EXERCISE INPUT -
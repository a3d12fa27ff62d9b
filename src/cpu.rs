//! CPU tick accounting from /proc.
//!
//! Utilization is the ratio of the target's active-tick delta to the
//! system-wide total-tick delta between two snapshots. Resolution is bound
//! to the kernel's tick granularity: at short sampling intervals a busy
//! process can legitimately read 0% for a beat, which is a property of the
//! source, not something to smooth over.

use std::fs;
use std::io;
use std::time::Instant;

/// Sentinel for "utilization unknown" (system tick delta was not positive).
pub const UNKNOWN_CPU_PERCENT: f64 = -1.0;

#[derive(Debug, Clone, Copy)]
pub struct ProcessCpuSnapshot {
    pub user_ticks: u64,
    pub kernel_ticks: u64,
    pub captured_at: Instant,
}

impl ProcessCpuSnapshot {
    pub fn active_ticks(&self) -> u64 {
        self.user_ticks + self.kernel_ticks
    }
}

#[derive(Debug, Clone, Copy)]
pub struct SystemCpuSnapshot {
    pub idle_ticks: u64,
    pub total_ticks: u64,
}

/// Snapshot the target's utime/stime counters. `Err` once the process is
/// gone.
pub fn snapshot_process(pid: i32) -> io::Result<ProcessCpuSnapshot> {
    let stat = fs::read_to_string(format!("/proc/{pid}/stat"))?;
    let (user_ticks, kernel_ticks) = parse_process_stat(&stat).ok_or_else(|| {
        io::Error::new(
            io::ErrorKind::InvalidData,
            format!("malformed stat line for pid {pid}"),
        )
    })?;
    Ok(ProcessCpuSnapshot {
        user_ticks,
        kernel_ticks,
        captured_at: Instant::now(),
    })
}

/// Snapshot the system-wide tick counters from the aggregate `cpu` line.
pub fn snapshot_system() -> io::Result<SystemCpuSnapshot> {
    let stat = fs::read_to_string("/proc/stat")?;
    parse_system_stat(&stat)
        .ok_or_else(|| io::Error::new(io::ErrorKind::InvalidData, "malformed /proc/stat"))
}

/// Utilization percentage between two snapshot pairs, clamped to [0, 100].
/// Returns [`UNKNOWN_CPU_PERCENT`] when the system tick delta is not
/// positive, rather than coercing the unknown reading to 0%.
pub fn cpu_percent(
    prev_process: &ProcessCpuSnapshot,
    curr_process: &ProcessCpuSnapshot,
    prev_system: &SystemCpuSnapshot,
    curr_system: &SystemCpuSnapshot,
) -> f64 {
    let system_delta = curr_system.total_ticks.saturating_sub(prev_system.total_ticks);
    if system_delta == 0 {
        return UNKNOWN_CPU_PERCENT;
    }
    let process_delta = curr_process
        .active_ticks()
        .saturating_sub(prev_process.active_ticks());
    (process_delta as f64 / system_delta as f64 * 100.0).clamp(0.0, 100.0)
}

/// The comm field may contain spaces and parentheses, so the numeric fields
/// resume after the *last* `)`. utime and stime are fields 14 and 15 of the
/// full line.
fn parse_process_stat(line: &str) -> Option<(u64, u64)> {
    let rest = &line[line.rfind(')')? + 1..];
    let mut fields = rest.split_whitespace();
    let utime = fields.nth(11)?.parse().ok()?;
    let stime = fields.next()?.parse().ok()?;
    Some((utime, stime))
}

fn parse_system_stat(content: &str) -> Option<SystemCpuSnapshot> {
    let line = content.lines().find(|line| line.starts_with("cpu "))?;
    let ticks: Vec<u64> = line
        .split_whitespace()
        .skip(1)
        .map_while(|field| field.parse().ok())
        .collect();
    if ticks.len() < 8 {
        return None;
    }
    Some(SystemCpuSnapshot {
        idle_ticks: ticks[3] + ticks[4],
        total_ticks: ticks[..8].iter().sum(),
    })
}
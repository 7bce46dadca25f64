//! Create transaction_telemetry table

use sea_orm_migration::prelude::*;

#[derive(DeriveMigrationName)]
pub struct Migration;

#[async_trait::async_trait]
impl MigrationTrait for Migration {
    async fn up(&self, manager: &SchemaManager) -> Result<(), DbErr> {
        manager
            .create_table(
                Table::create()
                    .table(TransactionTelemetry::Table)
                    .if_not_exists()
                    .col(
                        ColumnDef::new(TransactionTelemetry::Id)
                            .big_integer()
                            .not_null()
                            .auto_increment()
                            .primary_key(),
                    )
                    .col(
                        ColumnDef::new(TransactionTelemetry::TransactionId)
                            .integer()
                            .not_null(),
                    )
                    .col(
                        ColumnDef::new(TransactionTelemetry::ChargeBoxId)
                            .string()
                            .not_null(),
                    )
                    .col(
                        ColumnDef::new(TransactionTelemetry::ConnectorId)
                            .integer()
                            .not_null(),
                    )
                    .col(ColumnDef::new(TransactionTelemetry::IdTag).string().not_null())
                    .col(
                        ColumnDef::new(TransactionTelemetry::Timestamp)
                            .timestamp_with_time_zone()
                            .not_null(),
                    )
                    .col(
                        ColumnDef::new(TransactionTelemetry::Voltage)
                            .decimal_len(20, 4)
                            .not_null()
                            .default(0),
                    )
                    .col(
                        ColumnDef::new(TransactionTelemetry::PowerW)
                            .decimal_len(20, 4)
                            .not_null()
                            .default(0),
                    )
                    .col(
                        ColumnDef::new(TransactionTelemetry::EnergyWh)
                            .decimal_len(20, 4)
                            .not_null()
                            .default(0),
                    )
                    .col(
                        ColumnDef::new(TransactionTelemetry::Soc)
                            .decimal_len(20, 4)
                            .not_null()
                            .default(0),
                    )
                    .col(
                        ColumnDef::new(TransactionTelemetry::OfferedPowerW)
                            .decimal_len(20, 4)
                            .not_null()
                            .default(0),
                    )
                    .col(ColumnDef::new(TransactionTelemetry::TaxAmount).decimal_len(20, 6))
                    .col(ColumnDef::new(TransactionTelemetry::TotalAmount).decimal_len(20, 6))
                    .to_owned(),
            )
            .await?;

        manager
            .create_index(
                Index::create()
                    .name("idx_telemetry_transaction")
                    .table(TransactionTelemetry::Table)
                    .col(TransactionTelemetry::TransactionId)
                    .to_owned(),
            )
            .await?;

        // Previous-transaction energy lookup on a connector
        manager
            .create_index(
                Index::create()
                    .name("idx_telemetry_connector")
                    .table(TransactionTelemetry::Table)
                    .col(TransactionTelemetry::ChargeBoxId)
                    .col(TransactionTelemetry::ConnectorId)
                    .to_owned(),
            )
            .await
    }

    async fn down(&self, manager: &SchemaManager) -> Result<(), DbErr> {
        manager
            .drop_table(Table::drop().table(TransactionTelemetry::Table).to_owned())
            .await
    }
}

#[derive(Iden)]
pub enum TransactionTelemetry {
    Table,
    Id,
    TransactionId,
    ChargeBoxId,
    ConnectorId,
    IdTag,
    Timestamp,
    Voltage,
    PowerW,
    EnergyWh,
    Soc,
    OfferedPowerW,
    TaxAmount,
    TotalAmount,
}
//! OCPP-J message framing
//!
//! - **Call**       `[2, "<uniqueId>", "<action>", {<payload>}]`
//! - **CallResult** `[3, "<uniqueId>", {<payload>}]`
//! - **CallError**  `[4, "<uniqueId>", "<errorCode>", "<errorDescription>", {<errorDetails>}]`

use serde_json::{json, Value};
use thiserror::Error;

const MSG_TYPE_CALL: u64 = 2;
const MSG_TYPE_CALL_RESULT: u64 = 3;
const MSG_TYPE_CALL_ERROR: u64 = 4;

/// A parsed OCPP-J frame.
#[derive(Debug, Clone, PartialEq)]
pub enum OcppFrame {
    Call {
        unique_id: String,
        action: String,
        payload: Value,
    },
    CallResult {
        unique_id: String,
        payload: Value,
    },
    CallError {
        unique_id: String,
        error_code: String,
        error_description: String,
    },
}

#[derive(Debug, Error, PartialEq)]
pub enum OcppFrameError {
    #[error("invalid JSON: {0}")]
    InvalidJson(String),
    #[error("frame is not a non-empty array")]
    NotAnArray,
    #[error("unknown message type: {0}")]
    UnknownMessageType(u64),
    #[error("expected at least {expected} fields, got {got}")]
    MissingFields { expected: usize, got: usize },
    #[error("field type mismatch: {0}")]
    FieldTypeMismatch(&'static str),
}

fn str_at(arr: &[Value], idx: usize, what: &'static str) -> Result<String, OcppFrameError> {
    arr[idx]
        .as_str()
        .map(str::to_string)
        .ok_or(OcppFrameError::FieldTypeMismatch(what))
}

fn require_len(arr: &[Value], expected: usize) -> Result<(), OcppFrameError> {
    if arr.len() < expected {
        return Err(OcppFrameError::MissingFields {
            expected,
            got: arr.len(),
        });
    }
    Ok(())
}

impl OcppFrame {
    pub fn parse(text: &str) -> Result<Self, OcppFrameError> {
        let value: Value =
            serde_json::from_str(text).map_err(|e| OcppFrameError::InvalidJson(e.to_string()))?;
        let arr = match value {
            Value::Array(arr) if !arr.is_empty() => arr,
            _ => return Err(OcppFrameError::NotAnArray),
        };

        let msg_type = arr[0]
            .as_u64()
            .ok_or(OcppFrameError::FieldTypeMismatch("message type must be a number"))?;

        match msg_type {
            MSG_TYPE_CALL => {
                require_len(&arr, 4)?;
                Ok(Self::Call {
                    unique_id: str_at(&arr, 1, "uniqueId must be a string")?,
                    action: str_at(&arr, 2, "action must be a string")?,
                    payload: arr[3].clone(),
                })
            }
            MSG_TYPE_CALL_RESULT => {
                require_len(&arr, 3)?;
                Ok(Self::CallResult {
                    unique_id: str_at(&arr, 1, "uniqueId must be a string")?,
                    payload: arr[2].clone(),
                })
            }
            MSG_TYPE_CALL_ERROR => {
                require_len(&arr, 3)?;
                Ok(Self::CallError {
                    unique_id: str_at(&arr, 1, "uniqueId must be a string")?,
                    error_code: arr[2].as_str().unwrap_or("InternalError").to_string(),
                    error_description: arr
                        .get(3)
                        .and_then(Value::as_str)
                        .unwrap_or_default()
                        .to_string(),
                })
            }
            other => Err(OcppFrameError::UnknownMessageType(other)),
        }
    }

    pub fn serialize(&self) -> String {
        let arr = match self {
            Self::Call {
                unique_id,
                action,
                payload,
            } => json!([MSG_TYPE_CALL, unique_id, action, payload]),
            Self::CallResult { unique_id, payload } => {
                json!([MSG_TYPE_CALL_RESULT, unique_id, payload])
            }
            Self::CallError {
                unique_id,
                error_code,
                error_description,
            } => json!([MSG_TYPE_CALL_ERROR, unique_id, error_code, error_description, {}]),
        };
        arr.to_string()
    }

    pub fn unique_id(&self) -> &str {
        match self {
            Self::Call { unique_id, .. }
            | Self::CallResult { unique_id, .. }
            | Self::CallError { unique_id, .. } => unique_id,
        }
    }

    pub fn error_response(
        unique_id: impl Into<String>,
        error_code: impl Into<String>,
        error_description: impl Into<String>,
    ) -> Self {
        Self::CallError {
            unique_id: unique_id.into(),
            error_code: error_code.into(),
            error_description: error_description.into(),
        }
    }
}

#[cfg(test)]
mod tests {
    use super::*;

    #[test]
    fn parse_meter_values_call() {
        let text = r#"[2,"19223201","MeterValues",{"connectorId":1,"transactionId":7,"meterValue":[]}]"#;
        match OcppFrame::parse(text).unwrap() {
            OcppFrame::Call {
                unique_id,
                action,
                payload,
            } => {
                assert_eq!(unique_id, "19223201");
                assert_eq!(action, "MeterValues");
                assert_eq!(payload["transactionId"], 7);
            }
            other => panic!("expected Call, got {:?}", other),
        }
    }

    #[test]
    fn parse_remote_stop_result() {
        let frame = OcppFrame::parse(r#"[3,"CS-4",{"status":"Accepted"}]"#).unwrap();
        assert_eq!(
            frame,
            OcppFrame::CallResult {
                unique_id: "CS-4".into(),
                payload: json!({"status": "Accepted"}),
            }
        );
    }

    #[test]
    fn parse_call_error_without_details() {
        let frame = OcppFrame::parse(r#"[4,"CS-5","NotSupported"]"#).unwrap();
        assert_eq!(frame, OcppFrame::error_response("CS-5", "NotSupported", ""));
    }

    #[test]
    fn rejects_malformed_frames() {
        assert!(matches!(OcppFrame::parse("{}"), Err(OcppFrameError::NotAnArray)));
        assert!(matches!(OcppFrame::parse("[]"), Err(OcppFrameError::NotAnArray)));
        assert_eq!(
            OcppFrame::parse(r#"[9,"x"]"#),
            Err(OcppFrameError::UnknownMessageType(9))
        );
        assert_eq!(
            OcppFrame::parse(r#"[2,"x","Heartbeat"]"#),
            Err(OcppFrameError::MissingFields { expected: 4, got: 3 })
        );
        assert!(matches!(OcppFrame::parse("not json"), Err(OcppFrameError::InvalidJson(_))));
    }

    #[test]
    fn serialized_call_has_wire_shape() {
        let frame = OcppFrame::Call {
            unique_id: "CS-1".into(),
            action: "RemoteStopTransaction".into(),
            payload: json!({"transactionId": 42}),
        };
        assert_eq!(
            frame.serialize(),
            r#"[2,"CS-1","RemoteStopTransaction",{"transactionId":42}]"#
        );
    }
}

REQUIRED WORK - Please show every line of the entries above that contains the word "Accepted".

WRITTEN ANSWER -
        let frame = OcppFrame::parse(r#"[3,"CS-4",{"status":"Accepted"}]"#).unwrap();
                payload: json!({"status": "Accepted"}),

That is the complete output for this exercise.